When he returned to Paris with Ginette he had a complete new wardrobe and a pocketful of dough. He looked cheerful and healthy, and had a fine coat of tan. He looked sound as a berry to me. But as soon as we had gotten away from Ginette he opened up. His job was gone and his money had all run out. In a month or so they were to be married. Meanwhile the parents were supplying the dough. "Once they've got me properly in their clutches," he said, "I'll be nothing but a slave to them. The father thinks he's going to open up a stationery store for me. Ginette will handle the customers, take in the money, etc., while I sit in the back of the store and write – or something. Can you picture me sitting in the back of a stationery store for the rest of my life? Ginette thinks it's an excellent idea. She likes to handle money. I'd rather go back to the château than submit to such a scheme."

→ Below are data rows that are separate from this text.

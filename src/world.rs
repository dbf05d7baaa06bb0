// src/world.rs
//! Rapier 3D world: owns the pipeline and every body/collider/joint set, steps
//! the simulation, and relays transforms through attached motion states.

use std::collections::HashMap;

use crossbeam::channel::{unbounded, Receiver};
use glam::Vec3;
use rapier3d::prelude::*;

use crate::config::PhysicsConfig;
use crate::convert::{from_vector, isometry_to_mat4, mat4_to_isometry, to_vector};
use crate::motion_state::MotionState;

/// Contact between two bodies whose colliders have collision events enabled
/// on at least one side.
#[derive(Debug, Clone, Copy, PartialEq, Eq)]
pub struct ContactEvent {
    pub body1: RigidBodyHandle,
    pub body2: RigidBodyHandle,
    pub started: bool, // True if started, False if stopped
}

pub struct PhysicsWorld {
    gravity: Vector<Real>,
    pipeline: PhysicsPipeline,
    integration_params: IntegrationParameters,
    islands: IslandManager,
    broad_phase: BroadPhase,
    narrow_phase: NarrowPhase,
    bodies: RigidBodySet,
    colliders: ColliderSet,
    impulse_joints: ImpulseJointSet,
    multibody_joints: MultibodyJointSet,
    ccd_solver: CCDSolver,
    query_pipeline: QueryPipeline,

    motion_states: HashMap<RigidBodyHandle, Box<dyn MotionState>>,

    // Event Handling
    collision_events: Receiver<CollisionEvent>,
    contact_force_events: Receiver<ContactForceEvent>,
    event_handler: ChannelEventCollector,
}

impl PhysicsWorld {
    pub fn new(config: &PhysicsConfig) -> Self {
        let (collision_send, collision_events) = unbounded();
        let (force_send, contact_force_events) = unbounded();
        // The event collector bridges Rapier's hooks to Crossbeam channels
        let event_handler = ChannelEventCollector::new(collision_send, force_send);

        let mut integration_params = IntegrationParameters::default();
        integration_params.dt = config.fixed_dt;

        let [gx, gy, gz] = config.gravity;
        Self {
            gravity: vector![gx, gy, gz],
            pipeline: PhysicsPipeline::new(),
            integration_params,
            islands: IslandManager::new(),
            broad_phase: BroadPhase::new(),
            narrow_phase: NarrowPhase::new(),
            bodies: RigidBodySet::new(),
            colliders: ColliderSet::new(),
            impulse_joints: ImpulseJointSet::new(),
            multibody_joints: MultibodyJointSet::new(),
            ccd_solver: CCDSolver::new(),
            query_pipeline: QueryPipeline::new(),
            motion_states: HashMap::new(),
            collision_events,
            contact_force_events,
            event_handler,
        }
    }

    /// Integrate every body by `dt`. Kinematic bodies with a motion state are
    /// pulled first; awake dynamic bodies are pushed back out afterwards.
    pub fn step(&mut self, dt: f32) {
        self.integration_params.dt = dt;

        for (handle, state) in &self.motion_states {
            if let Some(rb) = self.bodies.get_mut(*handle) {
                if rb.is_kinematic() {
                    rb.set_next_kinematic_position(mat4_to_isometry(&state.world_transform()));
                }
            }
        }

        self.pipeline.step(
            &self.gravity,
            &self.integration_params,
            &mut self.islands,
            &mut self.broad_phase,
            &mut self.narrow_phase,
            &mut self.bodies,
            &mut self.colliders,
            &mut self.impulse_joints,
            &mut self.multibody_joints,
            &mut self.ccd_solver,
            Some(&mut self.query_pipeline),
            &(),
            &self.event_handler,
        );

        for (handle, state) in self.motion_states.iter_mut() {
            if let Some(rb) = self.bodies.get(*handle) {
                if rb.is_dynamic() && !rb.is_sleeping() {
                    state.set_world_transform(isometry_to_mat4(rb.position()));
                }
            }
        }
    }

    // -------------------------------------------------------------------------
    // Body Management
    // -------------------------------------------------------------------------

    pub fn insert_body(&mut self, body: RigidBody, collider: Collider) -> (RigidBodyHandle, ColliderHandle) {
        let rb_handle = self.bodies.insert(body);
        let col_handle = self
            .colliders
            .insert_with_parent(collider, rb_handle, &mut self.bodies);
        (rb_handle, col_handle)
    }

    /// Removes the body, its colliders, its joints and its motion state.
    /// Shapes referenced by the colliders are only released if nothing else
    /// holds them.
    pub fn remove_body(&mut self, handle: RigidBodyHandle) -> Option<RigidBody> {
        self.motion_states.remove(&handle);
        self.bodies.remove(
            handle,
            &mut self.islands,
            &mut self.colliders,
            &mut self.impulse_joints,
            &mut self.multibody_joints,
            true,
        )
    }

    #[inline]
    pub fn body(&self, handle: RigidBodyHandle) -> Option<&RigidBody> {
        self.bodies.get(handle)
    }

    #[inline]
    pub fn body_mut(&mut self, handle: RigidBodyHandle) -> Option<&mut RigidBody> {
        self.bodies.get_mut(handle)
    }

    #[inline]
    pub fn collider(&self, handle: ColliderHandle) -> Option<&Collider> {
        self.colliders.get(handle)
    }

    pub fn body_count(&self) -> usize {
        self.bodies.len()
    }

    pub fn collider_count(&self) -> usize {
        self.colliders.len()
    }

    // -------------------------------------------------------------------------
    // Motion States
    // -------------------------------------------------------------------------

    /// Attach a motion state to a body and seed the body from it.
    /// Returns false (and drops the state) if the body does not exist.
    pub fn set_motion_state(&mut self, handle: RigidBodyHandle, state: Box<dyn MotionState>) -> bool {
        let Some(rb) = self.bodies.get_mut(handle) else {
            return false;
        };
        rb.set_position(mat4_to_isometry(&state.world_transform()), true);
        self.motion_states.insert(handle, state);
        true
    }

    pub fn remove_motion_state(&mut self, handle: RigidBodyHandle) -> Option<Box<dyn MotionState>> {
        self.motion_states.remove(&handle)
    }

    #[inline]
    pub fn has_motion_state(&self, handle: RigidBodyHandle) -> bool {
        self.motion_states.contains_key(&handle)
    }

    // -------------------------------------------------------------------------
    // Joints
    // -------------------------------------------------------------------------

    pub fn add_joint(
        &mut self,
        body1: RigidBodyHandle,
        body2: RigidBodyHandle,
        joint: impl Into<GenericJoint>,
    ) -> ImpulseJointHandle {
        self.impulse_joints.insert(body1, body2, joint, true)
    }

    /// False if the joint was already gone (e.g. removed with one of its bodies).
    pub fn remove_joint(&mut self, handle: ImpulseJointHandle) -> bool {
        self.impulse_joints.remove(handle, true).is_some()
    }

    #[inline]
    pub fn has_joint(&self, handle: ImpulseJointHandle) -> bool {
        self.impulse_joints.get(handle).is_some()
    }

    // -------------------------------------------------------------------------
    // Events & Queries
    // -------------------------------------------------------------------------

    /// Drains contact events collected since the last call. Non-blocking.
    /// Events whose colliders have since been removed are skipped.
    pub fn drain_contacts(&mut self) -> Vec<ContactEvent> {
        // Force events are never enabled; keep the channel empty anyway.
        while self.contact_force_events.try_recv().is_ok() {}

        self.collision_events
            .try_iter()
            .filter_map(|event| {
                let body1 = self.colliders.get(event.collider1())?.parent()?;
                let body2 = self.colliders.get(event.collider2())?.parent()?;
                Some(ContactEvent {
                    body1,
                    body2,
                    started: event.started(),
                })
            })
            .collect()
    }

    /// Height of the first surface hit by `ray`, ignoring `exclude`. The query
    /// pipeline reflects the world as of the last `step`.
    pub fn ground_height(&self, ray: &Ray, max_toi: f32, exclude: Option<RigidBodyHandle>) -> Option<f32> {
        let mut filter = QueryFilter::default();
        if let Some(handle) = exclude {
            filter = filter.exclude_rigid_body(handle);
        }

        self.query_pipeline
            .cast_ray(&self.bodies, &self.colliders, ray, max_toi as Real, true, filter)
            .map(|(_, toi)| ray.point_at(toi).y as f32)
    }

    pub fn gravity(&self) -> Vec3 {
        from_vector(&self.gravity)
    }

    pub fn set_gravity(&mut self, gravity: Vec3) {
        self.gravity = to_vector(gravity);
    }
}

For the time being, of course, he was pretending that everything was hunky dory. I tried to persuade him to go back to America but he wouldn't hear of that. He said he wasn't going to be driven out of France by a lot of ignorant peasants. He had an idea that he would slip out of sight for a while and then take up quarters in some outlying section of the city where he'd not be likely to stumble upon her. But we soon decided that that was impossible: you can't hide away in France as you can in America.
"You could go to Belgium for a while," I suggested.
"But what'll I do for money?" he said promptly. "You can't get a job in these goddamned countries."
"Why don't you marry her and get a divorce, then?" I asked.
"And meanwhile she'll be dropping a kid. Who's going to take care of the kid, eh?"
"How do you know she's going to have a kid?" I said, determined now that the moment had come to spill the beans.
"How do I know?" he said. He didn't quite seem to know what I was insinuating.
I gave him an inkling of what Yvette had said. He listened to me in complete bewilderment. Finally he interrupted me. "It's no use going on with that," he said. "I know she's going to have a kid, all right. I've felt it kicking around inside. Yvette's a dirty little slut. You see, I didn't want to tell you, but up until the time I went to the hospital I was shelling out for Yvette too. Then when the crash came I couldn't do any more for her. I figured out that I had done enough for the both of them… I made up my mind to look after myself first. That made Yvette sore. She told Ginette that she was going to get even with me… No, I wish it were true, what she said. Then I could get out of this thing more easily. Now I'm in a trap. I've promised to marry her and I'll have to go through with it. After that I don't know what'll happen to me. They've got me by the balls now."